At midnight on Saturday Bujak returned. All I know about what he found I got from the newspapers and the police, together with a couple of stray details that Bujak let slip. In any event I will add nothing; I will add nothing to what Bujak found.… He had no premonition until he placed his key in the lock and saw that the door was open and gave softly to his touch. He proceeded in deep silence. The hall had an odd smell to it, the smell of cigarette smoke and jam. Bujak tipped open the living-room door. The room looked like half of something torn in two. On the floor an empty vodka bottle seemed to tip slightly on its axis. Leokadia lay naked in the corner. One leg was bent at an impossible angle. Bujak moved through the terrible rooms. Roza and Boguslawa lay on their beds, naked, contorted, frozen, like Leokadia. In Leokadia’s room two strange men were sleeping. Bujak closed the bedroom door behind him and removed his cap. He came closer. He leaned forward to seize them. Just before he did so he flexed his arms and felt the rustle of the strong force.

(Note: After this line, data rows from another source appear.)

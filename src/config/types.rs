use std::fmt;
use std::time::Duration;

use serde::{Deserialize, Serialize};

use crate::hotkey::{Hotkey, DEFAULT_COMBO};

#[derive(Debug, Deserialize, Serialize, Clone, Default, PartialEq)]
pub struct Config {
    #[serde(default)]
    pub status_bar: StatusBarConfig,
    #[serde(default)]
    pub hotkey: HotkeyConfig,
}

/// Preferences read by the expand/collapse state machine.
#[derive(Debug, Deserialize, Serialize, Clone, PartialEq)]
pub struct StatusBarConfig {
    /// Collapse automatically some time after expanding
    #[serde(default = "default_true")]
    pub auto_collapse_enabled: bool,
    /// Seconds to wait before auto-collapsing: 5, 10, 15, 30 or 60
    #[serde(default)]
    pub auto_collapse_delay_seconds: AutoCollapseDelay,
    /// Show a dock icon and an empty app menu while expanded, freeing menu
    /// bar space for status items
    #[serde(default)]
    pub full_expand_enabled: bool,
    /// Collapse one second after launch
    #[serde(default = "default_true")]
    pub collapse_on_launch: bool,
}

impl Default for StatusBarConfig {
    fn default() -> Self {
        Self {
            auto_collapse_enabled: true,
            auto_collapse_delay_seconds: AutoCollapseDelay::default(),
            full_expand_enabled: false,
            collapse_on_launch: true,
        }
    }
}

impl StatusBarConfig {
    /// `None` when auto-collapse is turned off.
    pub fn auto_collapse_delay(&self) -> Option<Duration> {
        self.auto_collapse_enabled
            .then(|| self.auto_collapse_delay_seconds.duration())
    }
}

/// The delays offered for auto-collapse.
#[derive(Debug, Clone, Copy, PartialEq, Eq, Default, Deserialize, Serialize)]
#[serde(try_from = "u64", into = "u64")]
pub enum AutoCollapseDelay {
    Five,
    #[default]
    Ten,
    Fifteen,
    Thirty,
    Sixty,
}

impl AutoCollapseDelay {
    pub const ALL: [Self; 5] = [
        Self::Five,
        Self::Ten,
        Self::Fifteen,
        Self::Thirty,
        Self::Sixty,
    ];

    pub fn seconds(self) -> u64 {
        match self {
            Self::Five => 5,
            Self::Ten => 10,
            Self::Fifteen => 15,
            Self::Thirty => 30,
            Self::Sixty => 60,
        }
    }

    pub fn duration(self) -> Duration {
        Duration::from_secs(self.seconds())
    }
}

impl TryFrom<u64> for AutoCollapseDelay {
    type Error = String;

    fn try_from(seconds: u64) -> Result<Self, Self::Error> {
        Self::ALL
            .into_iter()
            .find(|d| d.seconds() == seconds)
            .ok_or_else(|| {
                format!(
                    "invalid auto_collapse_delay_seconds {}, expected one of 5, 10, 15, 30, 60",
                    seconds
                )
            })
    }
}

impl From<AutoCollapseDelay> for u64 {
    fn from(delay: AutoCollapseDelay) -> Self {
        delay.seconds()
    }
}

#[derive(Debug, Deserialize, Serialize, Clone, PartialEq)]
pub struct HotkeyConfig {
    #[serde(default = "default_true")]
    pub enabled: bool,
    /// Key combination, e.g. "cmd+alt+b"
    #[serde(default = "default_combo")]
    pub combo: String,
}

impl Default for HotkeyConfig {
    fn default() -> Self {
        Self {
            enabled: true,
            combo: default_combo(),
        }
    }
}

impl HotkeyConfig {
    /// The parsed combo, or `None` when disabled or unparseable.
    pub fn hotkey(&self) -> Option<Hotkey> {
        if !self.enabled {
            return None;
        }
        self.combo.parse().ok()
    }
}

fn default_true() -> bool {
    true
}

fn default_combo() -> String {
    DEFAULT_COMBO.to_string()
}

/// A problem found while validating a loaded config.
#[derive(Debug, Clone, PartialEq)]
pub struct ConfigIssue {
    pub message: String,
    pub is_error: bool,
}

impl fmt::Display for ConfigIssue {
    fn fmt(&self, f: &mut fmt::Formatter<'_>) -> fmt::Result {
        let level = if self.is_error { "error" } else { "warning" };
        write!(f, "{}: {}", level, self.message)
    }
}

impl Config {
    pub fn validate(&self) -> Vec<ConfigIssue> {
        let mut issues = Vec::new();

        if self.hotkey.enabled {
            match self.hotkey.combo.parse::<Hotkey>() {
                Ok(hotkey) if hotkey.modifiers.is_empty() => issues.push(ConfigIssue {
                    message: format!(
                        "hotkey '{}' has no modifiers and will fire on every '{}' keystroke",
                        self.hotkey.combo, hotkey.key
                    ),
                    is_error: false,
                }),
                Ok(_) => {}
                Err(e) => issues.push(ConfigIssue {
                    message: format!("hotkey.combo: {}", e),
                    is_error: true,
                }),
            }
        }

        issues
    }
}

This happened five years ago. Yes, I’m here to tell you that the world is still around, in 1985. We live in New York now. I teach. The students come to me, and then they leave. There are gaps, spaces in between things big enough for me to glimpse the study life and know again that I can’t take it. My daughter is four years old. I was present at the birth, or I tried to be. First I was sick; then I hid; then I fainted. Yeah, I did real good. Found and revived, I was led back to the delivery room. They placed the blood-fringed bundle in my arms. I thought then and I think now: How will the poor little bitch make it? How will she
make
it? But I’m learning to live with her, with the worry bomb, the love bomb. Last summer we took her to England. The pound was weak and the dollar was strong—the bold, the swaggering dollar, plunderer of Europe. We took her to London, London West, carnival country with its sons of thunder.Bujak country. I’d called my landlady and established that Bujak, too, was still around, in 1984. There was a question I needed to ask him. And Michi and I wanted to show Bujak our girl, little Roza, named for the old woman.

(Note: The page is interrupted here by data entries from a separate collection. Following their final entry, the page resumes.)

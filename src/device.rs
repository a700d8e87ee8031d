//! Static facts about the machine, queried once.

use std::process::Command;
use std::sync::OnceLock;

/// Mac model identifiers whose built-in display has a camera notch.
const NOTCHED_MODELS: &[&str] = &[
    // MacBook Air 13" (M2-M4)
    "Mac14,2",
    "Mac15,12",
    "Mac16,12",
    // MacBook Air 15" (M2-M4)
    "Mac14,15",
    "Mac15,13",
    "Mac16,13",
    // MacBook Pro 14" (M1-M5)
    "MacBookPro18,3",
    "MacBookPro18,4",
    "Mac14,5",
    "Mac14,9",
    "Mac15,3",
    "Mac15,6",
    "Mac15,8",
    "Mac15,10",
    "Mac16,1",
    "Mac16,6",
    "Mac16,8",
    "Mac17,2",
    // MacBook Pro 16" (M1-M4)
    "MacBookPro18,1",
    "MacBookPro18,2",
    "Mac14,6",
    "Mac14,10",
    "Mac15,7",
    "Mac15,9",
    "Mac15,11",
    "Mac16,5",
    "Mac16,7",
];

static MODEL_IDENTIFIER: OnceLock<Option<String>> = OnceLock::new();

/// The hardware model, e.g. "MacBookPro18,1", from `sysctl -n hw.model`.
pub fn model_identifier() -> Option<&'static str> {
    MODEL_IDENTIFIER
        .get_or_init(|| {
            let output = match Command::new("/usr/sbin/sysctl")
                .args(["-n", "hw.model"])
                .output()
            {
                Ok(output) => output,
                Err(e) => {
                    log::warn!("Failed to query hardware model: {}", e);
                    return None;
                }
            };
            let model = String::from_utf8_lossy(&output.stdout).trim().to_string();
            if model.is_empty() {
                None
            } else {
                log::info!("Hardware model: {}", model);
                Some(model)
            }
        })
        .as_deref()
}

pub fn is_notched_model(model: &str) -> bool {
    NOTCHED_MODELS.contains(&model)
}

pub fn has_notch() -> bool {
    model_identifier().map(is_notched_model).unwrap_or(false)
}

It was old Roza whom I had thought of most fixedly, during the worst car journey of my life, as we drove from Manchester to London, from fair weather into foul, into Sunday weather. That morning, over coffee and yogurt in her cubicle, Michi handed me the smudged and mangling tabloid. “Sam?” she said. I stared at the story, at the name, and realized that the rat life is not somewhere else anymore, is not on the other side but touches your life, my life.… Cars are terrible things and no wonder Bujak hated them. Cars are cruel creatures, vicious bastards, pitiless and inexorable, with only this one idea, this A-to-B-idea. They made no allowances. Down we slid through the motorway wheel-squirt. Neighbors gathered as we parked, the men bearing umbrellas, the women with their arms folded, shaking their heads. I crossed the street and rang the bell. And again. And for what? I tried the back door, the kitchen porch. Then Michiko called me. Together we stared through the living-room window. Bujak sat at the table, hunched forward as if he needed all the power of his back and shoulders just to hold position, just to keep his rest energy seized, skewered. Several times I knocked on the glass. He never moved. There was a noise in my ear and the seconds fussed and fussed, slower than a fuse. The street felt like a cave. I turned to Michi and her four-lidded eyes. We stood and watched each other through the heavy rain.